South African Communist Party (SACP) general secretary Blade Nzimande said an alternative to the ruling party was a "right-wing splinter by a spoilt group which was overly dependent on power and control".
"It's a coalition of the elite who can't accept democracy and that the ANC leadership is not about an aristocracy of princes and underlings."
Mere months before the election, the ruling party is facing rebellion following the recall of former president Thabo Mbeki.
Loyalists in the Mbeki camp have gone on the offensive, claiming they have been "purged" from the ANC and punished for backing Mbeki's bid last year for a third term as party president .
Lekota has been the public face of the discontent and has borne the brunt of public spats between him and senior ANC leaders.
Nzimande said the SACP saw the breakaway effort as a consequence of "class interests being threatened".
The disgruntled faction was a coalition of people who felt "entitled" to control the ANC and have access to resources, he said.
Nzimande said Lekota had refused to accept the democratic outcome of the ANC's elective conference in Polokwane.
"Under their leadership the ANC had been demobilised and we saw a marginalisation of the allies.

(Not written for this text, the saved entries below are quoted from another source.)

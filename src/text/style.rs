use std::str::FromStr;

use crate::foundation::core::Rgba8;
use crate::foundation::error::{StudioError, StudioResult};

/// One of nine overlay placements (row × column).
#[derive(
    Clone, Copy, Debug, Default, PartialEq, Eq, Hash, serde::Serialize, serde::Deserialize,
)]
#[serde(rename_all = "snake_case")]
pub enum AnchorPosition {
    /// Top row, left column.
    TopLeft,
    /// Top row, centered.
    TopCenter,
    /// Top row, right column.
    TopRight,
    /// Middle row, left column.
    CenterLeft,
    /// Canvas center.
    Center,
    /// Middle row, right column.
    CenterRight,
    /// Bottom row, left column.
    BottomLeft,
    /// Bottom row, centered.
    #[default]
    BottomCenter,
    /// Bottom row, right column.
    BottomRight,
}

impl AnchorPosition {
    /// All anchors, row-major from the top-left.
    pub const ALL: [AnchorPosition; 9] = [
        AnchorPosition::TopLeft,
        AnchorPosition::TopCenter,
        AnchorPosition::TopRight,
        AnchorPosition::CenterLeft,
        AnchorPosition::Center,
        AnchorPosition::CenterRight,
        AnchorPosition::BottomLeft,
        AnchorPosition::BottomCenter,
        AnchorPosition::BottomRight,
    ];
}

impl FromStr for AnchorPosition {
    type Err = StudioError;

    fn from_str(s: &str) -> StudioResult<Self> {
        let norm = s.trim().to_ascii_lowercase().replace(['-', ' '], "_");
        match norm.as_str() {
            "top_left" => Ok(Self::TopLeft),
            "top_center" | "top" => Ok(Self::TopCenter),
            "top_right" => Ok(Self::TopRight),
            "center_left" | "middle_left" | "left" => Ok(Self::CenterLeft),
            "center" | "middle" | "center_center" => Ok(Self::Center),
            "center_right" | "middle_right" | "right" => Ok(Self::CenterRight),
            "bottom_left" => Ok(Self::BottomLeft),
            "bottom_center" | "bottom" => Ok(Self::BottomCenter),
            "bottom_right" => Ok(Self::BottomRight),
            _ => Err(StudioError::invalid_config(format!(
                "unknown anchor position '{s}'"
            ))),
        }
    }
}

/// Horizontal alignment of the text relative to the anchor x.
#[derive(Clone, Copy, Debug, PartialEq, Eq)]
pub enum TextAlign {
    /// Text starts at x.
    Left,
    /// Text is centered on x.
    Center,
    /// Text ends at x.
    Right,
}

/// Vertical placement of the text relative to the anchor y.
#[derive(Clone, Copy, Debug, PartialEq, Eq)]
pub enum TextBaseline {
    /// Top of the text box sits on y.
    Top,
    /// Text box is vertically centered on y.
    Middle,
    /// Bottom of the text box sits on y.
    Bottom,
}

/// Caption appearance, read once per rendered frame.
#[derive(Clone, Debug, PartialEq, serde::Serialize, serde::Deserialize)]
#[serde(deny_unknown_fields, default)]
pub struct TextStyle {
    /// Caption text. Empty disables the overlay.
    pub content: String,
    /// Font size in pixels.
    pub font_size_px: f32,
    /// Family name or generic family (`sans-serif`, `serif`, `monospace`).
    pub font_family: String,
    /// Glyph color.
    pub color: Rgba8,
    /// Draw a box behind the text.
    pub background_enabled: bool,
    /// Box color.
    pub background_color: Rgba8,
    /// Placement on the canvas.
    pub anchor: AnchorPosition,
}

impl Default for TextStyle {
    fn default() -> Self {
        Self {
            content: String::new(),
            font_size_px: 32.0,
            font_family: "sans-serif".to_string(),
            color: Rgba8::WHITE,
            background_enabled: false,
            background_color: Rgba8 {
                r: 0,
                g: 0,
                b: 0,
                a: 160,
            },
            anchor: AnchorPosition::default(),
        }
    }
}

impl TextStyle {
    /// `true` when there is something to draw.
    pub fn is_visible(&self) -> bool {
        !self.content.trim().is_empty()
    }

    /// Reject non-finite or non-positive font sizes.
    pub fn validate(&self) -> StudioResult<()> {
        if !self.font_size_px.is_finite() || self.font_size_px <= 0.0 {
            return Err(StudioError::invalid_config(
                "text font_size_px must be finite and > 0",
            ));
        }
        Ok(())
    }
}
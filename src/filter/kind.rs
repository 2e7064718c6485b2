use std::str::FromStr;

use crate::foundation::error::{StudioError, StudioResult};

/// A named per-pixel transform.
///
/// Every variant is stateless and maps to exactly one pure transform in
/// [`crate::filter::engine`].
#[derive(
    Clone, Copy, Debug, Default, PartialEq, Eq, Hash, serde::Serialize, serde::Deserialize,
)]
#[serde(rename_all = "snake_case")]
pub enum FilterKind {
    /// Identity.
    #[default]
    None,
    /// `255 - c` on r, g, b.
    Invert,
    /// Classic sepia matrix, clamped at 255.
    Sepia,
    /// Zero the red channel.
    RemoveRed,
    /// Zero the green channel.
    RemoveGreen,
    /// Zero the blue channel.
    RemoveBlue,
    /// Swap red and green.
    PermuteRgbGrb,
    /// Swap red and blue.
    PermuteRgbBrg,
    /// Quantize each channel to four levels.
    Posterize,
    /// Invert channels above the 128 threshold.
    Solarize,
}

impl FilterKind {
    /// All variants in declaration order.
    pub const ALL: [FilterKind; 10] = [
        FilterKind::None,
        FilterKind::Invert,
        FilterKind::Sepia,
        FilterKind::RemoveRed,
        FilterKind::RemoveGreen,
        FilterKind::RemoveBlue,
        FilterKind::PermuteRgbGrb,
        FilterKind::PermuteRgbBrg,
        FilterKind::Posterize,
        FilterKind::Solarize,
    ];

    /// Canonical snake_case name.
    pub fn name(self) -> &'static str {
        match self {
            FilterKind::None => "none",
            FilterKind::Invert => "invert",
            FilterKind::Sepia => "sepia",
            FilterKind::RemoveRed => "remove_red",
            FilterKind::RemoveGreen => "remove_green",
            FilterKind::RemoveBlue => "remove_blue",
            FilterKind::PermuteRgbGrb => "permute_rgb_grb",
            FilterKind::PermuteRgbBrg => "permute_rgb_brg",
            FilterKind::Posterize => "posterize",
            FilterKind::Solarize => "solarize",
        }
    }

    /// `true` for the identity filter.
    pub fn is_identity(self) -> bool {
        self == FilterKind::None
    }
}

impl std::fmt::Display for FilterKind {
    fn fmt(&self, f: &mut std::fmt::Formatter<'_>) -> std::fmt::Result {
        f.write_str(self.name())
    }
}

impl FromStr for FilterKind {
    type Err = StudioError;

    fn from_str(s: &str) -> StudioResult<Self> {
        let kind = s.trim().to_ascii_lowercase();
        if kind.is_empty() {
            return Err(StudioError::invalid_config("filter kind must be non-empty"));
        }

        match kind.as_str() {
            "none" | "identity" | "original" => Ok(FilterKind::None),
            "invert" => Ok(FilterKind::Invert),
            "sepia" => Ok(FilterKind::Sepia),
            "remove_red" | "remove-red" | "removered" => Ok(FilterKind::RemoveRed),
            "remove_green" | "remove-green" | "removegreen" => Ok(FilterKind::RemoveGreen),
            "remove_blue" | "remove-blue" | "removeblue" => Ok(FilterKind::RemoveBlue),
            "permute_rgb_grb" | "permute-rgb-grb" | "rgb_grb" | "grb" => {
                Ok(FilterKind::PermuteRgbGrb)
            }
            "permute_rgb_brg" | "permute-rgb-brg" | "rgb_brg" | "brg" => {
                Ok(FilterKind::PermuteRgbBrg)
            }
            "posterize" => Ok(FilterKind::Posterize),
            "solarize" => Ok(FilterKind::Solarize),
            _ => Err(StudioError::invalid_config(format!(
                "unknown filter kind '{kind}'"
            ))),
        }
    }
}

#[cfg(test)]
#[path = "../../tests/unit/filter/kind.rs"]
mod tests;
pub(crate) mod effect_sequence;
pub(crate) mod blend;
pub(crate) mod compositor;
pub(crate) mod fonts;
pub(crate) mod layout;
pub(crate) mod style;
use std::path::PathBuf;

use crate::foundation::buffer::ImageBuffer;
use crate::foundation::core::{Fps, FrameIndex};
use crate::foundation::error::{StudioError, StudioResult};

/// Configuration provided to an [`EncoderSink`] when a generation starts.
#[derive(Debug, Clone)]
pub struct SinkConfig {
    /// Output width in pixels.
    pub width: u32,
    /// Output height in pixels.
    pub height: u32,
    /// Output frames-per-second.
    pub fps: Fps,
    /// Planned output length in frames.
    pub total_frames: u64,
    /// Optional audio track muxed next to the video.
    pub audio: Option<AudioTrack>,
}

impl SinkConfig {
    /// Planned output length in seconds.
    pub fn duration_secs(&self) -> f64 {
        self.fps.frames_to_secs(self.total_frames)
    }
}

/// Audio file to mux into the output.
#[derive(Debug, Clone, PartialEq)]
pub struct AudioTrack {
    /// Path to any audio container `ffmpeg` can read.
    pub path: PathBuf,
    /// Decoded duration in seconds.
    pub duration_secs: f64,
}

/// What a sink produced once finalized.
#[derive(Clone, Copy, Debug, Default, PartialEq, Eq)]
pub struct SinkSummary {
    /// Frames accepted before finalization.
    pub frames_written: u64,
}

/// Consumer of composited frames.
///
/// Ordering contract: `push_frame` is called in strictly increasing [`FrameIndex`] order.
pub trait EncoderSink: Send {
    /// Check that everything the sink needs exists on this host. Called before `begin`.
    fn probe(&self) -> StudioResult<()> {
        Ok(())
    }
    /// Called once before any frames are pushed.
    fn begin(&mut self, cfg: SinkConfig) -> StudioResult<()>;
    /// Push one frame in strictly increasing order.
    fn push_frame(&mut self, idx: FrameIndex, frame: &ImageBuffer) -> StudioResult<()>;
    /// Finalize whatever was captured.
    fn end(&mut self) -> StudioResult<SinkSummary>;
    /// Discard the output after a cancellation or failure.
    fn abort(&mut self);
}

/// In-memory sink for tests and previews.
#[derive(Debug, Default)]
pub struct InMemorySink {
    cfg: Option<SinkConfig>,
    frames: Vec<(FrameIndex, ImageBuffer)>,
    finished: bool,
    aborted: bool,
}

impl InMemorySink {
    /// Create a new in-memory sink.
    pub fn new() -> Self {
        Self::default()
    }

    /// Sink configuration captured in `begin`, if any.
    pub fn config(&self) -> Option<&SinkConfig> {
        self.cfg.as_ref()
    }

    /// Borrow the captured frames.
    pub fn frames(&self) -> &[(FrameIndex, ImageBuffer)] {
        &self.frames
    }

    /// `true` once `end` succeeded.
    pub fn is_finished(&self) -> bool {
        self.finished
    }

    /// `true` once `abort` was called.
    pub fn is_aborted(&self) -> bool {
        self.aborted
    }
}

impl EncoderSink for InMemorySink {
    fn begin(&mut self, cfg: SinkConfig) -> StudioResult<()> {
        self.cfg = Some(cfg);
        self.frames.clear();
        self.finished = false;
        self.aborted = false;
        Ok(())
    }

    fn push_frame(&mut self, idx: FrameIndex, frame: &ImageBuffer) -> StudioResult<()> {
        if let Some((last, _)) = self.frames.last()
            && idx <= *last
        {
            return Err(StudioError::encoder("in-memory sink received out-of-order frame"));
        }
        self.frames.push((idx, frame.clone()));
        Ok(())
    }

    fn end(&mut self) -> StudioResult<SinkSummary> {
        self.finished = true;
        Ok(SinkSummary {
            frames_written: self.frames.len() as u64,
        })
    }

    fn abort(&mut self) {
        self.aborted = true;
    }
}

#[cfg(test)]
#[path = "../../tests/unit/encode/sink.rs"]
mod tests;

The extent of the alienation saw the workers, youth, communists, women and former soldiers unite against this," he said.
Congress of South African Trade Unions general secretary Zwelinzima Vavi described Lekota's plan as "a road to an endless winter in the wilderness".
Both Nzimande and Vavi said dragging Lekota before a disciplinary committee for fomenting organised dissent within the ANC was a "waste of oxygen". Vavi advised Lekota that "it's never too late to change your mind".
Nzimande said the ANC and its allies had long known that the formation of an opposition party was in the offing because Mbeki's supporters had planned to break away if they lost the party's presidential race.
"As the SACP, it is our understanding that there have been preparatory meetings to form this party since January this year. This is not new. The breakaway of the PAC (Pan Africanist Congress), the group of eight (a breakaway group of exiles expelled in 1975) and the latest formation of the United Democratic Movement are but some of the historic breakaways we have had to deal with and defeated in the past," Nzimande said.
He contradicted Lekota's assertion that the leadership under Mbeki allowed dissenting views, saying that Lekota personally presided over an eight-hour interrogation following Nzimande's statement that the SACP accepted the view that HIV caused AIDS.
"History will judge us badly for tolerating AIDS denialism ... I was insulted and roasted for eight hours in a national executive committee meeting chaired by Lekota for saying HIV causes AIDS," Nzimande said.
Vavi said Lekota's new party was "without substance" because it stood for nothing. At a policy level, Vavi said, "I don't know what this party is going to do. They have had a chance to address poverty, unemployment and crime. Even though they had an all-knowing leadership, they did not succeed."